In this article, we will focus on four reasons you might think about managing your natural gas costs supply like your stocks:

1. They both accept the fact that the markets are always changing.

The S&P 500 is an index commonly used as a benchmark for the U.S. stock market. Investment experts monitor and try to forecast activity, but no one can predict how prices will change day by day. In the world of natural gas, the NYMEX is the widely accepted natural gas benchmark price, and like the stock market, this is something that experts tirelessly monitor and analyze.

Multiple variables at each point in the delivery system of the natural gas market create this volatility from production to the final delivery point. Regional supply and demand factors make gas either more or less expensive than the NYMEX benchmark, adding another dimension to monitor: the first, the fluctuations at Henry Hub (NYMEX) and the second, the fluctuations as gas is delivered to you (storage, local production, etc.).

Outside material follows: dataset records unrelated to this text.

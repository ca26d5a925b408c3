use std::future::Future;
use std::io::BufRead;
use std::sync::Arc;

use anyhow::Context;
use tokio::io::{AsyncRead, AsyncWrite};
use tokio::sync::mpsc::{Sender, channel};
use tracing::{debug, warn};

use vdrepg_svdrp::Client;
use vdrepg_xmltv::{GuideReader, Record, transcode};

use crate::channel::{ChannelDirectory, ChannelMap};
use crate::event::GuideEvent;
use crate::session::{Session, Summary};

/// Events in flight between the guide reader and the session. A single slot makes the
/// reader wait while the previous event is being transmitted.
const QUEUE_DEPTH: usize = 1;

#[derive(Clone, Debug, Default, Eq, PartialEq)]
pub struct ProducerStats {
    pub channels: usize,
    pub mapped_channels: usize,
    pub programmes: usize,
    pub skipped_programmes: usize,
}

/// Reads the guide and queues a translated event for every programme, in document order.
/// Stops early if the session is gone.
fn produce<R: BufRead + Send + 'static>(
    source: R,
    directory: &ChannelDirectory,
    events: Sender<GuideEvent>,
) -> anyhow::Result<ProducerStats> {
    let source = transcode(source).context("Failed to read the guide")?;
    let mut channels = ChannelMap::default();
    let mut stats = ProducerStats::default();

    for record in GuideReader::new(source) {
        match record {
            Record::Channel(channel) => {
                stats.channels += 1;
                if channels.register(&channel, directory).is_some() {
                    stats.mapped_channels += 1;
                }
            }
            Record::Programme(programme) => {
                stats.programmes += 1;

                let event = match GuideEvent::translate(&programme, &channels) {
                    Ok(event) => event,
                    Err(err) => {
                        warn!(
                            %err,
                            channel = %programme.channel,
                            title = %programme.title,
                            "Skipped programme"
                        );
                        stats.skipped_programmes += 1;
                        continue;
                    }
                };

                if events.blocking_send(event).is_err() {
                    debug!("Session ended, stopped reading the guide");
                    break;
                }
            }
        }
    }

    Ok(stats)
}

/// Runs the session concurrently with the guide reader and waits for both to finish.
///
/// The session is started first and connects on its own; the guide is then read on a
/// blocking thread. Closing the queue tells the session that the input has ended.
pub async fn run<S, F, R>(
    directory: Arc<ChannelDirectory>,
    connect: F,
    source: R,
) -> anyhow::Result<Summary>
where
    S: AsyncRead + AsyncWrite + Unpin + Send + 'static,
    F: Future<Output = vdrepg_svdrp::Result<Client<S>>> + Send + 'static,
    R: BufRead + Send + 'static,
{
    let (tx, rx) = channel::<GuideEvent>(QUEUE_DEPTH);
    let (done_tx, done_rx) = tokio::sync::oneshot::channel();

    let mut session = Session::new(directory.clone());
    tokio::spawn(async move {
        let result = session.run(connect, rx).await;
        debug!(state = ?session.state(), "Session ended");
        done_tx.send(result).ok();
    });

    let stats = tokio::task::spawn_blocking(move || produce(source, &directory, tx)).await??;
    debug!(
        channels = stats.channels,
        mapped_channels = stats.mapped_channels,
        programmes = stats.programmes,
        skipped_programmes = stats.skipped_programmes,
        "Finished reading the guide"
    );

    let summary = done_rx
        .await
        .context("Session ended without reporting")?
        .context("SVDRP session failed")?;

    Ok(summary)
}
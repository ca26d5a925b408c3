use std::path::{Path, PathBuf};

use serde::Deserialize;

#[derive(Clone, Debug, Deserialize)]
#[serde(default)]
pub struct SvdrpConfig {
    /// `host:port` of the VDR to load the EPG into.
    pub address: String,
}

impl Default for SvdrpConfig {
    fn default() -> Self {
        Self {
            address: "127.0.0.1:6419".to_string(),
        }
    }
}

#[derive(Clone, Debug, Deserialize)]
#[serde(default)]
pub struct FilesConfig {
    /// VDR's `channels.conf`.
    pub channels: PathBuf,

    /// XMLTV guide to load.
    pub xmltv: PathBuf,
}

impl Default for FilesConfig {
    fn default() -> Self {
        Self {
            channels: PathBuf::from("/var/lib/vdr/channels.conf"),
            xmltv: PathBuf::from("/var/lib/vdr/xmltv-epg.xml"),
        }
    }
}

#[derive(Clone, Debug, Default, Deserialize)]
pub struct Config {
    #[serde(default)]
    pub svdrp: SvdrpConfig,

    #[serde(default)]
    pub files: FilesConfig,
}

impl Config {
    pub fn load_from_file(path: impl AsRef<Path>) -> anyhow::Result<Self> {
        let file = std::fs::read_to_string(path)?;
        let config = toml::from_str(&file)?;

        Ok(config)
    }
}
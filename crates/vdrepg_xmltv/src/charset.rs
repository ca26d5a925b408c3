use std::io::{BufRead, BufReader, Read, Result};

use tracing::debug;

/// IANA names and aliases of ISO-8859-1.
const LATIN1_NAMES: &[&str] = &[
    "ISO_8859-1:1987",
    "ISO-8859-1",
    "iso-ir-100",
    "ISO_8859-1",
    "latin1",
    "l1",
    "IBM819",
    "CP819",
    "csISOLatin1",
];

const CHUNK_SIZE: usize = 4096;

pub fn is_latin1(charset: &str) -> bool {
    LATIN1_NAMES
        .iter()
        .any(|name| name.eq_ignore_ascii_case(charset))
}

/// Wraps a Latin-1 byte stream, yielding UTF-8 where every byte becomes the code
/// point of the same value.
pub struct Latin1Reader<R> {
    inner: R,
    raw: Box<[u8; CHUNK_SIZE]>,
    pending: Vec<u8>,
    pos: usize,
}

impl<R: Read> Latin1Reader<R> {
    pub fn new(inner: R) -> Self {
        Self {
            inner,
            raw: Box::new([0u8; CHUNK_SIZE]),
            pending: Vec::with_capacity(CHUNK_SIZE * 2),
            pos: 0,
        }
    }
}

impl<R: Read> Read for Latin1Reader<R> {
    fn read(&mut self, buf: &mut [u8]) -> Result<usize> {
        if self.pos == self.pending.len() {
            let len = self.inner.read(&mut self.raw[..])?;
            if len == 0 {
                return Ok(0);
            }

            self.pending.resize(len * 2, 0);
            let written =
                encoding_rs::mem::convert_latin1_to_utf8(&self.raw[..len], &mut self.pending);
            self.pending.truncate(written);
            self.pos = 0;
        }

        let len = buf.len().min(self.pending.len() - self.pos);
        buf[..len].copy_from_slice(&self.pending[self.pos..self.pos + len]);
        self.pos += len;

        Ok(len)
    }
}

/// Extracts the `encoding` pseudo-attribute of an XML declaration at the head of `head`.
fn declared_encoding(head: &[u8]) -> Option<&str> {
    let head = head.strip_prefix(b"\xEF\xBB\xBF").unwrap_or(head);
    let start = head.iter().position(|b| !b.is_ascii_whitespace())?;
    let head = head[start..].strip_prefix(b"<?xml")?;
    let end = head.windows(2).position(|w| w == b"?>")?;
    let declaration = std::str::from_utf8(&head[..end]).ok()?;

    let (_, rest) = declaration.split_once("encoding")?;
    let rest = rest.trim_start().strip_prefix('=')?.trim_start();
    let quote = rest.chars().next().filter(|c| *c == '"' || *c == '\'')?;
    let rest = &rest[1..];
    let end = rest.find(quote)?;

    Some(&rest[..end])
}

/// Normalizes the character encoding of a guide before it reaches the tokenizer.
///
/// Documents declaring an ISO-8859-1 charset are converted to UTF-8, anything else is
/// passed through unchanged.
pub fn transcode<R: BufRead + Send + 'static>(mut source: R) -> Result<Box<dyn BufRead + Send>> {
    let encoding = declared_encoding(source.fill_buf()?).map(str::to_string);

    match encoding {
        Some(encoding) if is_latin1(&encoding) => {
            debug!(encoding, "Transcoding Latin-1 guide to UTF-8");
            Ok(Box::new(BufReader::new(Latin1Reader::new(source))))
        }
        _ => Ok(Box::new(source)),
    }
}
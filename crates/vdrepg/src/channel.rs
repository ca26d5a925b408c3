use std::collections::HashMap;
use std::error::Error;
use std::fmt::{Display, Formatter};
use std::path::Path;

use anyhow::Context;
use tracing::{debug, warn};

use vdrepg_xmltv::Channel as XmltvChannel;

const FIELD_COUNT: usize = 13;

#[derive(Clone, Debug, Eq, PartialEq)]
pub enum ChannelLineError {
    TooFewFields(usize),
    MissingCallSign,
}

impl Display for ChannelLineError {
    fn fmt(&self, f: &mut Formatter<'_>) -> std::fmt::Result {
        match self {
            Self::TooFewFields(count) => {
                write!(f, "expected {FIELD_COUNT} fields, found {count}")
            }
            Self::MissingCallSign => {
                write!(f, "expected 2 names, format: <vdr name>,<xmltv call sign>")
            }
        }
    }
}

impl Error for ChannelLineError {}

/// A channel as VDR knows it, i.e. one line of its `channels.conf`.
///
/// Numeric parameters are kept as written, they are only ever echoed back to VDR.
#[derive(Clone, Debug, Default, Eq, PartialEq)]
pub struct ChannelDescriptor {
    pub name: String,
    pub call_sign: String,
    pub frequency: String,
    pub param: String,
    pub source: String,
    pub srate: String,
    pub vpid: String,
    pub apid: String,
    pub tpid: String,
    pub conditional_access: String,
    pub service_id: String,
    pub network_id: String,
    pub transport_id: String,
    pub radio_id: String,
}

impl ChannelDescriptor {
    /// Parses a line like `ABC,WCVB;Provider:509028:M10:A:0:49=2:0:0:0:3:0:0:0`.
    pub fn parse(line: &str) -> Result<Self, ChannelLineError> {
        let fields: Vec<&str> = line.split(':').collect();
        if fields.len() < FIELD_COUNT {
            return Err(ChannelLineError::TooFewFields(fields.len()));
        }

        let names: Vec<&str> = fields[0].split(',').collect();
        let &[name, call_sign, ..] = names.as_slice() else {
            return Err(ChannelLineError::MissingCallSign);
        };
        let call_sign = call_sign.split(';').next().unwrap_or_default();

        Ok(Self {
            name: name.to_string(),
            call_sign: call_sign.to_string(),
            frequency: fields[1].to_string(),
            param: fields[2].to_string(),
            source: fields[3].to_string(),
            srate: fields[4].to_string(),
            vpid: fields[5].to_string(),
            apid: fields[6].to_string(),
            tpid: fields[7].to_string(),
            conditional_access: fields[8].to_string(),
            service_id: fields[9].to_string(),
            network_id: fields[10].to_string(),
            transport_id: fields[11].to_string(),
            radio_id: fields[12].to_string(),
        })
    }

    /// The channel ID VDR computes for this channel, used to address it in EPG data.
    pub fn identifier(&self) -> String {
        if self.transport_id != "0" || self.network_id != "0" {
            return format!(
                "{}-{}-{}-{}",
                self.source, self.network_id, self.transport_id, self.service_id
            );
        }

        let mut frequency = self.frequency.parse::<i64>().unwrap_or_default();

        // ATSC and terrestrial frequencies are listed in kHz but identified in MHz.
        if self.source == "A" || self.source == "T" {
            frequency /= 1000;
        }

        format!(
            "{}-{}-{}-{}",
            self.source, self.network_id, frequency, self.service_id
        )
    }
}

impl Display for ChannelDescriptor {
    fn fmt(&self, f: &mut Formatter<'_>) -> std::fmt::Result {
        write!(
            f,
            "{},{}:{}:{}:{}:{}:{}:{}:{}:{}:{}:{}:{}:{}",
            self.name,
            self.call_sign,
            self.frequency,
            self.param,
            self.source,
            self.srate,
            self.vpid,
            self.apid,
            self.tpid,
            self.conditional_access,
            self.service_id,
            self.network_id,
            self.transport_id,
            self.radio_id
        )
    }
}

/// All channels known to VDR, keyed by call sign.
#[derive(Clone, Debug, Default)]
pub struct ChannelDirectory {
    channels: HashMap<String, ChannelDescriptor>,
}

impl ChannelDirectory {
    pub fn parse(text: &str) -> Self {
        let mut channels = HashMap::new();

        for (idx, line) in text.lines().enumerate() {
            // Lines starting with a colon are group separators.
            if line.is_empty() || line.starts_with(':') {
                continue;
            }

            match ChannelDescriptor::parse(line) {
                Ok(channel) => {
                    channels.insert(channel.call_sign.clone(), channel);
                }
                Err(err) => {
                    warn!(line = idx + 1, %err, "Skipped channel");
                }
            }
        }

        Self { channels }
    }

    pub fn load_from_file(path: impl AsRef<Path>) -> anyhow::Result<Self> {
        let path = path.as_ref();
        let file = std::fs::read_to_string(path)
            .with_context(|| format!("Failed to read channels from {}", path.display()))?;

        Ok(Self::parse(&file))
    }

    pub fn get(&self, call_sign: &str) -> Option<&ChannelDescriptor> {
        self.channels.get(call_sign)
    }

    pub fn len(&self) -> usize {
        self.channels.len()
    }

    pub fn is_empty(&self) -> bool {
        self.channels.is_empty()
    }
}

/// A guide channel matched to a VDR channel.
#[derive(Clone, Debug, Eq, PartialEq)]
pub struct MappedChannel {
    pub call_sign: String,
    pub aliases: Vec<String>,
}

/// Cross-reference from guide channel IDs to VDR call signs.
#[derive(Debug, Default)]
pub struct ChannelMap {
    channels: HashMap<String, MappedChannel>,
}

impl ChannelMap {
    /// Maps a guide channel by the first of its display names that is a known call sign.
    /// Channels without any known name are ignored.
    pub fn register(
        &mut self,
        channel: &XmltvChannel,
        directory: &ChannelDirectory,
    ) -> Option<&MappedChannel> {
        let Some(descriptor) = channel
            .display_names
            .iter()
            .find_map(|name| directory.get(name))
        else {
            debug!(xmltv_id = %channel.id, "No VDR channel for guide channel");
            return None;
        };

        let mapped = MappedChannel {
            call_sign: descriptor.call_sign.clone(),
            aliases: channel.display_names.clone(),
        };

        debug!(
            channel = %descriptor,
            xmltv_id = %channel.id,
            aliases = ?mapped.aliases,
            "New channel"
        );

        self.channels.insert(channel.id.clone(), mapped);
        self.channels.get(&channel.id)
    }

    pub fn call_sign(&self, xmltv_id: &str) -> Option<&str> {
        self.channels
            .get(xmltv_id)
            .map(|channel| channel.call_sign.as_str())
    }
}

#[cfg(test)]
mod tests {
    use super::*;

    fn descriptor(
        source: &str,
        frequency: &str,
        network_id: &str,
        transport_id: &str,
        service_id: &str,
    ) -> ChannelDescriptor {
        ChannelDescriptor {
            source: source.to_string(),
            frequency: frequency.to_string(),
            network_id: network_id.to_string(),
            transport_id: transport_id.to_string(),
            service_id: service_id.to_string(),
            ..Default::default()
        }
    }

    #[test]
    fn test_identifier_scales_terrestrial_frequency() {
        let channel = descriptor("T", "474000", "0", "0", "3");

        assert_eq!(channel.identifier(), "T-0-474-3");
        assert_eq!(channel.identifier(), channel.identifier());
    }

    #[test]
    fn test_identifier_scales_atsc_frequency() {
        assert_eq!(descriptor("A", "509028", "0", "0", "3").identifier(), "A-0-509-3");
    }

    #[test]
    fn test_identifier_keeps_other_frequencies() {
        assert_eq!(descriptor("C", "474000", "0", "0", "3").identifier(), "C-0-474000-3");
    }

    #[test]
    fn test_identifier_prefers_transport_id() {
        assert_eq!(descriptor("S", "123000", "1", "1", "7").identifier(), "S-1-1-7");
        assert_eq!(descriptor("T", "474000", "0", "5", "7").identifier(), "T-0-5-7");
        assert_eq!(descriptor("T", "474000", "8468", "0", "7").identifier(), "T-8468-0-7");
    }

    #[test]
    fn test_identifier_unparsable_frequency() {
        assert_eq!(descriptor("T", "abc", "0", "0", "3").identifier(), "T-0-0-3");
    }

    #[test]
    fn test_parse_line() {
        let channel =
            ChannelDescriptor::parse("ABC,WCVB;Hearst:509028:M10:A:0:49=2:52=eng@106:0:0:3:0:0:0")
                .unwrap();

        assert_eq!(channel.name, "ABC");
        assert_eq!(channel.call_sign, "WCVB");
        assert_eq!(channel.frequency, "509028");
        assert_eq!(channel.param, "M10");
        assert_eq!(channel.source, "A");
        assert_eq!(channel.vpid, "49=2");
        assert_eq!(channel.apid, "52=eng@106");
        assert_eq!(channel.service_id, "3");
        assert_eq!(channel.network_id, "0");
        assert_eq!(channel.transport_id, "0");
        assert_eq!(channel.radio_id, "0");
        assert_eq!(channel.identifier(), "A-0-509-3");
        assert_eq!(
            channel.to_string(),
            "ABC,WCVB:509028:M10:A:0:49=2:52=eng@106:0:0:3:0:0:0"
        );
    }

    #[test]
    fn test_parse_bad_lines() {
        assert_eq!(
            ChannelDescriptor::parse("ABC,WCVB:509028:M10"),
            Err(ChannelLineError::TooFewFields(3))
        );
        assert_eq!(
            ChannelDescriptor::parse("ABC:509028:M10:A:0:49=2:52:0:0:3:0:0:0"),
            Err(ChannelLineError::MissingCallSign)
        );
    }

    #[test]
    fn test_parse_directory() {
        let directory = ChannelDirectory::parse(
            ":Local\n\
             ABC,WCVB:509028:M10:A:0:49=2:52:0:0:3:0:0:0\n\
             \n\
             broken line\n\
             NBC,WHDH;NBC:521028:M10:A:0:49=2:52:0:0:3:0:0:0\n",
        );

        assert_eq!(directory.len(), 2);
        assert_eq!(directory.get("WCVB").unwrap().name, "ABC");
        assert_eq!(directory.get("WHDH").unwrap().frequency, "521028");
        assert!(directory.get("ABC").is_none());
    }

    #[test]
    fn test_register_first_matching_name() {
        let directory = ChannelDirectory::parse(
            "ABC,WCVB:509028:M10:A:0:49=2:52:0:0:3:0:0:0\n\
             NBC,WHDH:521028:M10:A:0:49=2:52:0:0:3:0:0:0\n",
        );
        let mut map = ChannelMap::default();

        let channel = XmltvChannel {
            id: "I1".to_string(),
            display_names: vec!["5 WCVB".to_string(), "WHDH".to_string(), "WCVB".to_string()],
        };
        let mapped = map.register(&channel, &directory).unwrap();
        assert_eq!(mapped.call_sign, "WHDH");
        assert_eq!(mapped.aliases.len(), 3);
        assert_eq!(map.call_sign("I1"), Some("WHDH"));

        let unknown = XmltvChannel {
            id: "I2".to_string(),
            display_names: vec!["KXYZ".to_string()],
        };
        assert!(map.register(&unknown, &directory).is_none());
        assert_eq!(map.call_sign("I2"), None);
    }
}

The Takeaway: Of the factors listed above can make it difficult to decide when and how to buy. Similarly, investment portfolio management is impacted by a company’s stock performance, international economics and more. Both market graphs are typically moving all the time and no one can predict where they’re going for sure.

2. They both avoid putting all your eggs in one basket.

Since we can’t predict market activity for either stock markets or natural gas markets, there are other ways you can gain some stability. This is where investment diversification strategies, such as a 401k or Target Date Fund help. With a Target Date Fund, you buy multiple different types of assets over time – leveraging dollar cost averaging to achieve budget certainty. Many businesses are quickly adopting this concept for purchasing natural gas.

The Takeaway: You can diversify the NYMEX, basis or both cost components to achieve the budget certainty you’re looking for. Think about it as instead of buying a collection of stocks, you’re buying a collection of dates. Buy once on January 1st, buy once on February 1st and so on, to achieve more balance and budget certainty over time.

3. They both customize plans based on risk tolerance.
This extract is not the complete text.